His father makes the tea and washes the glasses in their diminutive kitchen, his younger brother is the apprentice, fetching and carrying and getting under their feet. The equipment is ranged within easy arm’s reach, every single thing in its right place except for the electrical cables which swoop and swerve like a trails of birds.
In another sector of the bazaar there is a narrow alleyway between the arcaded shops, which mostly goes unnoticed by the shoppers dazzled by the wares on offer all around. In this alley the walls have been polished by bodies that have bustled through the corridor going about their business, now they reflect all comings and goings of the traders and the changing light. A tea boy enters the alley and sees me lurking with my camera at the opposite end, he signals to me, at first I see it as a dance-like gesture, its only when I review the image later I realise he is saying “Yeah, take my photo!” He stops when he reaches me and I show him his photograph, “verry niiice” he says in a rich Turkish accent, smiles and nods and is gone before the tea gets cold.
Istanbul if full of people with striking faces, out of the ordinary types, women with narrow faces and dark eyes, men with black hair but eyes the colour of the sea.
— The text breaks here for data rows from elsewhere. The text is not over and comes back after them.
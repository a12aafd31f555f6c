// Copyright (c) Microsoft Corporation.
// Licensed under the MIT License.

use std::collections::HashMap;
use std::fmt;

use iobuf::ByteStream;
use tracing::{Level, event};

use crate::{Frame, FrameDecoder, FrameError, WireMessage};

type Handler = Box<dyn Fn(&Frame) -> bool + Send + Sync>;

/// Outcome of routing one frame.
#[derive(Clone, Copy, Debug, PartialEq, Eq)]
pub enum Dispatch {
    /// The frame was decoded and passed to its handler.
    Handled,

    /// No handler is registered for the type name of the frame. The frame was dropped.
    Unregistered,

    /// A handler is registered but the payload is not a valid message. The frame was dropped.
    Malformed,
}

/// Routes frames to handlers by message type name.
///
/// ```
/// use std::sync::atomic::{AtomicU32, Ordering};
/// use std::sync::Arc;
///
/// use iobuf::ByteStream;
/// use iobuf_wire::{Dispatch, Dispatcher, FrameDecoder, WireMessage, encode};
///
/// struct Heartbeat(u32);
///
/// impl WireMessage for Heartbeat {
///     const TYPE_NAME: &'static str = "Heartbeat";
///
///     fn encode_payload(&self, out: &mut Vec<u8>) {
///         out.extend_from_slice(&self.0.to_be_bytes());
///     }
///
///     fn decode_payload(payload: &[u8]) -> Option<Self> {
///         Some(Self(u32::from_be_bytes(payload.try_into().ok()?)))
///     }
/// }
///
/// let last_seen = Arc::new(AtomicU32::new(0));
///
/// let mut dispatcher = Dispatcher::new();
/// dispatcher.register({
///     let last_seen = Arc::clone(&last_seen);
///     move |heartbeat: Heartbeat| last_seen.store(heartbeat.0, Ordering::Relaxed)
/// });
///
/// let mut stream = ByteStream::new();
/// encode(&Heartbeat(42), &mut stream)?;
///
/// let frame = FrameDecoder::new().decode(&mut stream)?.expect("frame is complete");
/// assert_eq!(dispatcher.dispatch(&frame), Dispatch::Handled);
/// assert_eq!(last_seen.load(Ordering::Relaxed), 42);
/// # Ok::<(), iobuf_wire::FrameError>(())
/// ```
#[derive(Default)]
pub struct Dispatcher {
    handlers: HashMap<&'static str, Handler>,
}

impl Dispatcher {
    /// Creates a dispatcher without any handlers.
    #[must_use]
    pub fn new() -> Self {
        Self::default()
    }

    /// Registers `handler` for messages of type `M`, replacing any handler registered for the
    /// same type name before.
    pub fn register<M, F>(&mut self, handler: F)
    where
        M: WireMessage + 'static,
        F: Fn(M) + Send + Sync + 'static,
    {
        let replaced = self
            .handlers
            .insert(
                M::TYPE_NAME,
                Box::new(move |frame: &Frame| frame.decode_as::<M>().map(&handler).is_some()),
            )
            .is_some();

        if replaced {
            event!(Level::DEBUG, message = "message handler replaced", type_name = M::TYPE_NAME);
        }
    }

    /// Whether a handler is registered for `type_name`.
    #[must_use]
    pub fn is_registered(&self, type_name: &str) -> bool {
        self.handlers.contains_key(type_name)
    }

    /// Number of registered handlers.
    #[must_use]
    pub fn len(&self) -> usize {
        self.handlers.len()
    }

    /// Whether no handler is registered.
    #[must_use]
    pub fn is_empty(&self) -> bool {
        self.handlers.is_empty()
    }

    /// Decodes the frame's message and passes it to the handler registered for its type.
    pub fn dispatch(&self, frame: &Frame) -> Dispatch {
        let Some(handler) = self.handlers.get(frame.type_name()) else {
            event!(Level::DEBUG, message = "frame dropped", reason = "no handler", type_name = frame.type_name());
            return Dispatch::Unregistered;
        };

        if handler(frame) {
            Dispatch::Handled
        } else {
            event!(
                Level::WARN,
                message = "frame dropped",
                reason = "malformed payload",
                type_name = frame.type_name(),
                payload_len = frame.payload().len()
            );
            Dispatch::Malformed
        }
    }

    /// Decodes and dispatches every complete frame at the front of `input`.
    ///
    /// Returns the number of frames dispatched, whether handled or dropped. Bytes of an
    /// incomplete trailing frame stay in `input`.
    ///
    /// # Errors
    ///
    /// Stops at the first frame `decoder` rejects and returns its error.
    pub fn dispatch_all(&self, decoder: &FrameDecoder, input: &mut ByteStream) -> Result<usize, FrameError> {
        let mut dispatched = 0;

        while let Some(frame) = decoder.decode(input)? {
            self.dispatch(&frame);
            dispatched += 1;
        }

        Ok(dispatched)
    }
}

impl fmt::Debug for Dispatcher {
    #[cfg_attr(coverage_nightly, coverage(off))] // There is no specific API contract here for us to test.
    fn fmt(&self, f: &mut fmt::Formatter<'_>) -> fmt::Result {
        f.debug_struct("Dispatcher")
            .field("type_names", &self.handlers.keys().collect::<Vec<_>>())
            .finish()
    }
}

#[cfg_attr(coverage_nightly, coverage(off))]
#[cfg(test)]
mod tests {
    use std::sync::{Arc, Mutex};

    use static_assertions::assert_impl_all;
    use testing_aids::LogCapture;

    use super::*;
    use crate::encode;

    assert_impl_all!(Dispatcher: Send, Sync, Default);

    #[derive(Debug, PartialEq, Eq)]
    struct Lease {
        holder: u8,
    }

    impl WireMessage for Lease {
        const TYPE_NAME: &'static str = "Lease";

        fn encode_payload(&self, out: &mut Vec<u8>) {
            out.push(self.holder);
        }

        fn decode_payload(payload: &[u8]) -> Option<Self> {
            match payload {
                [holder] => Some(Self { holder: *holder }),
                _ => None,
            }
        }
    }

    struct Release;

    impl WireMessage for Release {
        const TYPE_NAME: &'static str = "Release";

        fn encode_payload(&self, _out: &mut Vec<u8>) {}

        fn decode_payload(payload: &[u8]) -> Option<Self> {
            payload.is_empty().then_some(Self)
        }
    }

    fn frame_of<M: WireMessage>(message: &M) -> Frame {
        let mut stream = ByteStream::new();
        encode(message, &mut stream).unwrap();
        FrameDecoder::new().decode(&mut stream).unwrap().unwrap()
    }

    fn recording_dispatcher() -> (Dispatcher, Arc<Mutex<Vec<u8>>>) {
        let seen = Arc::new(Mutex::new(Vec::new()));

        let mut dispatcher = Dispatcher::new();
        dispatcher.register({
            let seen = Arc::clone(&seen);
            move |lease: Lease| seen.lock().unwrap().push(lease.holder)
        });

        (dispatcher, seen)
    }

    #[test]
    fn routes_by_type_name() {
        let (dispatcher, seen) = recording_dispatcher();

        assert_eq!(dispatcher.dispatch(&frame_of(&Lease { holder: 3 })), Dispatch::Handled);
        assert_eq!(*seen.lock().unwrap(), [3]);

        assert!(dispatcher.is_registered("Lease"));
        assert!(!dispatcher.is_registered("Release"));
        assert_eq!(dispatcher.len(), 1);
        assert!(!dispatcher.is_empty());
    }

    #[test]
    fn unregistered_frames_are_dropped() {
        let (dispatcher, seen) = recording_dispatcher();
        let capture = LogCapture::new();

        {
            let _guard = capture.capture_thread();
            assert_eq!(dispatcher.dispatch(&frame_of(&Release)), Dispatch::Unregistered);
        }

        assert!(seen.lock().unwrap().is_empty());
        capture.assert_contains("frame dropped");
        capture.assert_contains("Release");
    }

    #[test]
    fn malformed_payloads_are_dropped() {
        let (dispatcher, seen) = recording_dispatcher();
        let capture = LogCapture::new();

        let mut stream = ByteStream::new();
        stream.copy_in(&[0, 0, 0, 12, 0, 0, 0, 6, b'L', b'e', b'a', b's', b'e', 0, 1, 2]);
        let frame = FrameDecoder::new().decode(&mut stream).unwrap().unwrap();

        {
            let _guard = capture.capture_thread();
            assert_eq!(dispatcher.dispatch(&frame), Dispatch::Malformed);
        }

        assert!(seen.lock().unwrap().is_empty());
        capture.assert_contains("malformed payload");
    }

    #[test]
    fn registering_again_replaces_handler() {
        let (mut dispatcher, seen) = recording_dispatcher();

        let replacement_seen = Arc::new(Mutex::new(Vec::new()));
        dispatcher.register({
            let replacement_seen = Arc::clone(&replacement_seen);
            move |lease: Lease| replacement_seen.lock().unwrap().push(lease.holder)
        });

        dispatcher.dispatch(&frame_of(&Lease { holder: 8 }));

        assert_eq!(dispatcher.len(), 1);
        assert!(seen.lock().unwrap().is_empty());
        assert_eq!(*replacement_seen.lock().unwrap(), [8]);
    }

    #[test]
    fn dispatch_all_stops_at_incomplete_frame() {
        let (dispatcher, seen) = recording_dispatcher();

        let mut input = ByteStream::new();
        encode(&Lease { holder: 1 }, &mut input).unwrap();
        encode(&Release, &mut input).unwrap();
        encode(&Lease { holder: 2 }, &mut input).unwrap();
        input.copy_in(&[0, 0, 0, 50]);

        assert_eq!(dispatcher.dispatch_all(&FrameDecoder::new(), &mut input).unwrap(), 3);
        assert_eq!(*seen.lock().unwrap(), [1, 2]);
        assert_eq!(input.len(), 4);
    }

    #[test]
    fn dispatch_all_reports_decoder_errors() {
        let (dispatcher, _) = recording_dispatcher();

        let mut input = ByteStream::new();
        encode(&Lease { holder: 1 }, &mut input).unwrap();
        input.copy_in(&[0xFF, 0xFF, 0xFF, 0xFF, 0, 0, 0, 1]);

        let decoder = FrameDecoder::new().with_max_frame_len(1024);

        assert!(matches!(
            dispatcher.dispatch_all(&decoder, &mut input),
            Err(FrameError::FrameTooLarge { .. })
        ));
        assert_eq!(input.len(), 8);
    }
}
// Copyright (c) Microsoft Corporation.
// Licensed under the MIT License.

use std::num::NonZero;

use crate::DEFAULT_BLOCK_SIZE;
use crate::mem::BlockAllocator;

/// A block allocator that obtains every block from the Rust global allocator
/// and releases it straight back.
///
/// Blocks are zero-initialized. This is the allocator used when nothing else is configured.
#[derive(Clone, Copy, Debug, PartialEq, Eq)]
pub struct HeapAllocator {
    block_size: NonZero<usize>,
}

impl HeapAllocator {
    /// Creates an allocator that supplies blocks of `block_size` bytes.
    #[must_use]
    pub const fn new(block_size: NonZero<usize>) -> Self {
        Self { block_size }
    }
}

impl Default for HeapAllocator {
    fn default() -> Self {
        Self::new(DEFAULT_BLOCK_SIZE)
    }
}

impl BlockAllocator for HeapAllocator {
    fn block_size(&self) -> NonZero<usize> {
        self.block_size
    }

    fn allocate(&self) -> Option<Box<[u8]>> {
        Some(vec![0_u8; self.block_size.get()].into_boxed_slice())
    }

    #[cfg_attr(test, mutants::skip)] // Dropping is the whole implementation.
    fn deallocate(&self, block: Box<[u8]>) {
        drop(block);
    }
}

#[cfg_attr(coverage_nightly, coverage(off))]
#[cfg(test)]
mod tests {
    use new_zealand::nz;
    use static_assertions::assert_impl_all;

    use super::*;

    assert_impl_all!(HeapAllocator: Send, Sync);

    #[test]
    fn default_uses_default_block_size() {
        let allocator = HeapAllocator::default();

        assert_eq!(allocator.block_size(), DEFAULT_BLOCK_SIZE);
        assert_eq!(allocator.allocate().unwrap().len(), DEFAULT_BLOCK_SIZE.get());
    }

    #[test]
    fn blocks_are_zeroed() {
        let allocator = HeapAllocator::new(nz!(33));

        let block = allocator.allocate().unwrap();

        assert_eq!(block.len(), 33);
        assert!(block.iter().all(|b| *b == 0));
    }
}
// Copyright (c) Microsoft Corporation.
// Licensed under the MIT License.

use std::sync::{Arc, OnceLock};

use tracing::{Level, event};

use crate::mem::{BlockAllocator, HeapAllocator};
use crate::{Error, Result};

static DEFAULT_ALLOCATOR: OnceLock<Arc<dyn BlockAllocator>> = OnceLock::new();

/// Installs the process-wide default block allocator.
///
/// The default allocator is used by [`ByteStream::new()`][crate::ByteStream::new] and by any
/// other constructor that is not given an explicit allocator. It can be installed at most once
/// and only before the default has been used for the first time. The first use of the default
/// fixes it for the rest of the process lifetime, to a [`HeapAllocator`] if nothing was installed.
///
/// Prefer passing an allocator explicitly via
/// [`ByteStream::with_allocator()`][crate::ByteStream::with_allocator] where possible.
///
/// # Errors
///
/// Returns [`Error::DefaultAllocatorInUse`] if a default allocator is already fixed.
pub fn set_default_allocator(allocator: Arc<dyn BlockAllocator>) -> Result<()> {
    let block_size = allocator.block_size().get();

    if DEFAULT_ALLOCATOR.set(allocator).is_err() {
        return Err(Error::DefaultAllocatorInUse);
    }

    event!(Level::DEBUG, message = "default block allocator installed", block_size);

    Ok(())
}

/// Returns the process-wide default block allocator, fixing it on first use.
#[must_use]
pub fn default_allocator() -> Arc<dyn BlockAllocator> {
    Arc::clone(DEFAULT_ALLOCATOR.get_or_init(|| Arc::new(HeapAllocator::default())))
}

#[cfg_attr(coverage_nightly, coverage(off))]
#[cfg(test)]
mod tests {
    use new_zealand::nz;

    use super::*;

    #[test]
    fn replacing_after_first_use_is_rejected() {
        let before = default_allocator();

        let result = set_default_allocator(Arc::new(HeapAllocator::new(nz!(128))));
        assert!(matches!(result, Err(Error::DefaultAllocatorInUse)));

        // Still the same allocator as before the rejected attempt.
        assert!(Arc::ptr_eq(&before, &default_allocator()));
    }
}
This man’s face is so familiar, it seems to come straight from the Sunday School bibles of my youth, faded posters in church hallways and mosaics in lofty church vaults. And yet he is a modern man, an animated spice salesman with his perfect cones of colourful powders to accommodate every culinary and medicinal requirement.
This proud figure striding through the market caught my eye, she’s not browsing through bags or scarves or rugs, she is purposeful. She and her daughter make a bright and colourful image even in this multicoloured world of the bazaar.
This young girl is not yet old enough to be wearing the hijab, she must be an expert at reading her mother’s eyes without seeing her full expression – she is watching her so intently.
In the square near the Spice Market sits a woman reading, each day she comes here for an hour or so’s peace from her busy life serving others. Here she can hide amongst the crowds and let herself be transported into other worlds through the books she reads. Her daughter supplies her with volumes left behind by tourists in the hotel where she works. Lets call her Ajda, over the years she has taught herself English, French and German, she has read some of the great writers and many of the more populist novels – The Beach, Harry Potter and more. Sometimes she is joined by her daughter and her grandchildren but they leave her alone to enjoy her own secret travels.